Ultradeep Pyrosequencing of Hepatitis C Virus Hypervariable Region 1 in Quasispecies Analysis

1Department of Immunopathology of Infectious and Parasitic Diseases, Medical University of Warsaw, 3c Pawińskiego Street, 02-106 Warsaw, Poland
2Postgraduate School of Molecular Medicine, Żwirki i Wigury 61 Street, 02-091 Warsaw, Poland
3Institute of Medical Virology, University of Zurich, Winterthurerstrasse, 190 8057 Zurich, Switzerland
4Department of Medical Genetics, Medical University of Warsaw, 3c Pawińskiego Street, 02-106 Warsaw, Poland
5Hospital for Infectious Diseases, 37 Wolska Street, 01-201 Warsaw, Poland

Received 22 October 2012; Accepted 12 February 2013

Academic Editor: Ozgur Cogulu

Copyright © 2013 Kamila Caraballo Cortés et al. This is an open access article distributed under the Creative Commons Attribution License, which permits unrestricted use, distribution, and reproduction in any medium, provided the original work is properly cited.

Abstract

Genetic variability of hepatitis C virus (HCV) determines pathogenesis of infection, including viral persistence and resistance to treatment.

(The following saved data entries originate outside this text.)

//! Source locations and content fetching.
//!
//! # Data Flow
//! ```text
//! location string
//!     → location.rs (http(s) URL | filesystem path | disabled)
//!     → fetcher.rs (GET with timeout, or whole-file read)
//!     → Fetched { status, body } or FetchError
//! ```
//!
//! # Design Decisions
//! - No retries here; retry policy belongs to the polling loader
//! - File read errors are mapped onto HTTP-like status codes (404/403/500)
//! - TLS certificates are not verified

pub mod fetcher;
pub mod location;

pub use fetcher::{ContentFetcher, Fetched};
pub use location::SourceLocation;
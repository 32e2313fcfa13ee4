//! Self-updating configuration for long-running services.
//!
//! Three tiers behind one facade: Local (read once), Dynamic (polled and
//! diffed in the background) and State (mutable, flushed to disk atomically).

pub mod autoload;
pub mod conf;
pub mod config;
pub mod error;
pub mod lifecycle;
pub mod observability;
pub mod persist;
pub mod source;

pub use conf::{LiveConf, SharedState};
pub use config::ConfSettings;
pub use error::{ConfError, FetchError, LoadError, PersistError};
pub use lifecycle::Shutdown;
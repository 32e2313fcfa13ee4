//! Self-updating loaders.
//!
//! # Data Flow
//! ```text
//! PollingLoader (polling.rs)
//!     fetch → compare with byte snapshot → swap → handler(old, new)
//!
//! JsonPollingLoader (json.rs)
//!     byte handler → parse → swap document → handler(old doc, new doc)
//!     parse failure → warn, keep previous document
//! ```
//!
//! # Design Decisions
//! - Change detection is a full byte comparison, not a hash
//! - One handler per loader, fixed at construction
//! - Snapshots live in `ArcSwap`, so readers never wait on a fetch

pub mod json;
pub mod polling;

pub use json::{JsonPollingLoader, JsonUpdateHandler};
pub use polling::{PollingLoader, UpdateHandler};
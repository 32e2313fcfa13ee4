//! Configuration facade.
//!
//! # Data Flow
//! ```text
//! LiveConf::load(settings)
//!     → Local:   fetch + parse once            (error aborts the load)
//!     → State:   read state file or {}          (never aborts)
//!                → saver task: serialize → write_atomic → sleep → ...
//!     → Dynamic: JsonPollingLoader::start       (retries until first success)
//!                → poll task: fetch → diff → parse → handler(conf, previous)
//! ```
//!
//! # Design Decisions
//! - Updates are whole-document swaps; there is no merging
//! - Local and Dynamic are read-only `Arc<Value>` views
//! - State locks per call, so multi-key changes are not atomic
//! - Writes to the state file are serialized through one `StateFile`

pub mod facade;
pub mod state;

pub use facade::{DynUpdateHandler, LiveConf};
pub use state::{SharedState, StateFile};
//! JSON specialization of the polling loader.

use arc_swap::ArcSwap;
use serde_json::{Map, Value};
use std::sync::atomic::{AtomicBool, Ordering};
use std::sync::Arc;
use std::time::Duration;
use tokio::task::JoinHandle;

use crate::autoload::polling::{PollingLoader, PollingLoaderBuilder};
use crate::error::LoadError;
use crate::lifecycle::ShutdownSignal;
use crate::observability::metrics;
use crate::source::{ContentFetcher, SourceLocation};

/// Called with `(previous, new)` documents after a changed payload parses.
pub type JsonUpdateHandler = Box<dyn Fn(Arc<Value>, Arc<Value>) + Send + Sync>;

/// Parse a payload that must hold a JSON object at the top level.
pub fn parse_document(location: &str, bytes: &[u8]) -> Result<Value, LoadError> {
    let value: Value = serde_json::from_slice(bytes).map_err(|source| LoadError::Parse {
        location: location.to_string(),
        source,
    })?;
    if !value.is_object() {
        return Err(LoadError::NotAnObject {
            location: location.to_string(),
        });
    }
    Ok(value)
}

/// `{}`.
pub fn empty_document() -> Value {
    Value::Object(Map::new())
}

/// Builder for [`JsonPollingLoader`].
pub struct JsonPollingLoaderBuilder {
    bytes: PollingLoaderBuilder,
    handler: Option<JsonUpdateHandler>,
    handle_first_time: bool,
}

impl JsonPollingLoaderBuilder {
    pub fn period(mut self, period: Duration) -> Self {
        self.bytes = self.bytes.period(period);
        self
    }

    pub fn retry_delay(mut self, delay: Duration) -> Self {
        self.bytes = self.bytes.retry_delay(delay);
        self
    }

    pub fn label(mut self, label: &'static str) -> Self {
        self.bytes = self.bytes.label(label);
        self
    }

    pub fn on_update<F>(mut self, handler: F) -> Self
    where
        F: Fn(Arc<Value>, Arc<Value>) + Send + Sync + 'static,
    {
        self.handler = Some(Box::new(handler));
        self
    }

    /// Whether the handler fires for the first document that parses.
    pub fn handle_first_time(mut self, handle: bool) -> Self {
        self.handle_first_time = handle;
        self
    }

    pub fn build(self, fetcher: ContentFetcher) -> JsonPollingLoader {
        let document = Arc::new(ArcSwap::from_pointee(empty_document()));
        // Independent of the byte-level first-load suppression, which is
        // always off for the inner loader.
        let notify_next = AtomicBool::new(self.handle_first_time);
        let handler = self.handler;

        let slot = Arc::clone(&document);
        let location = self.bytes.location().to_string();
        let bytes = self.bytes.handle_first_time(true).on_update(move |_, new| {
            let parsed = match parse_document(&location, new) {
                Ok(parsed) => Arc::new(parsed),
                Err(e) => {
                    metrics::record_parse_failure();
                    tracing::warn!(
                        location = %location,
                        error = %e,
                        "Failed to parse loaded JSON, keeping previous document"
                    );
                    return;
                }
            };
            tracing::info!(location = %location, "Modification detected");

            let previous = slot.swap(Arc::clone(&parsed));
            let allowed = notify_next.swap(true, Ordering::Relaxed);
            if let (true, Some(handler)) = (allowed, &handler) {
                handler(previous, parsed);
            }
        });

        JsonPollingLoader {
            bytes: bytes.build(fetcher),
            document,
        }
    }
}

/// Keeps the latest successfully parsed JSON document of one location.
#[derive(Clone)]
pub struct JsonPollingLoader {
    bytes: PollingLoader,
    document: Arc<ArcSwap<Value>>,
}

impl JsonPollingLoader {
    pub fn builder(location: SourceLocation) -> JsonPollingLoaderBuilder {
        JsonPollingLoaderBuilder {
            bytes: PollingLoader::builder(location).label("json"),
            handler: None,
            handle_first_time: false,
        }
    }

    /// Current document, read-only. `{}` until something parses.
    pub fn data(&self) -> Arc<Value> {
        self.document.load_full()
    }

    /// Raw bytes of the last fetch, which may not have parsed.
    pub fn raw(&self) -> bytes::Bytes {
        self.bytes.data()
    }

    pub fn location(&self) -> &SourceLocation {
        self.bytes.location()
    }

    pub async fn load_once(&self) -> Result<(), LoadError> {
        self.bytes.load_once().await
    }

    /// See [`PollingLoader::start`].
    pub async fn start(&self, shutdown: ShutdownSignal) -> Option<JoinHandle<()>> {
        self.bytes.start(shutdown).await
    }
}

The aim of the present study was to characterize HCV genetic heterogeneity within a hypervariable region 1 (HVR1) of a chronically infected patient by ultradeep 454 sequencing strategy. Three independent sequencing error correction methods were applied. First correction method (Method I) implemented cut-off for genetic variants present in less than 1%. In the second method (Method II), a condition to call a variant was bidirectional coverage of sequencing reads. Third method (Method III) used Short Read Assembly into Haplotypes (ShoRAH) program. After the application of these three different algorithms, HVR1 population consisted of 8, 40, and 186 genetic haplotypes. The most sensitive method was ShoRAH, allowing to reconstruct haplotypes constituting as little as 0.013% of the population. The most abundant genetic variant constituted only 10.5%. Seventeen haplotypes were present in a frequency above 1%, and there was wide dispersion of the population into very sparse haplotypes. Our results indicate that HCV HVR1 heterogeneity and quasispecies population structure may be reconstructed by ultradeep sequencing. However, credible analysis requires proper reconstruction methods, which would distinguish sequencing error from real variability in vivo.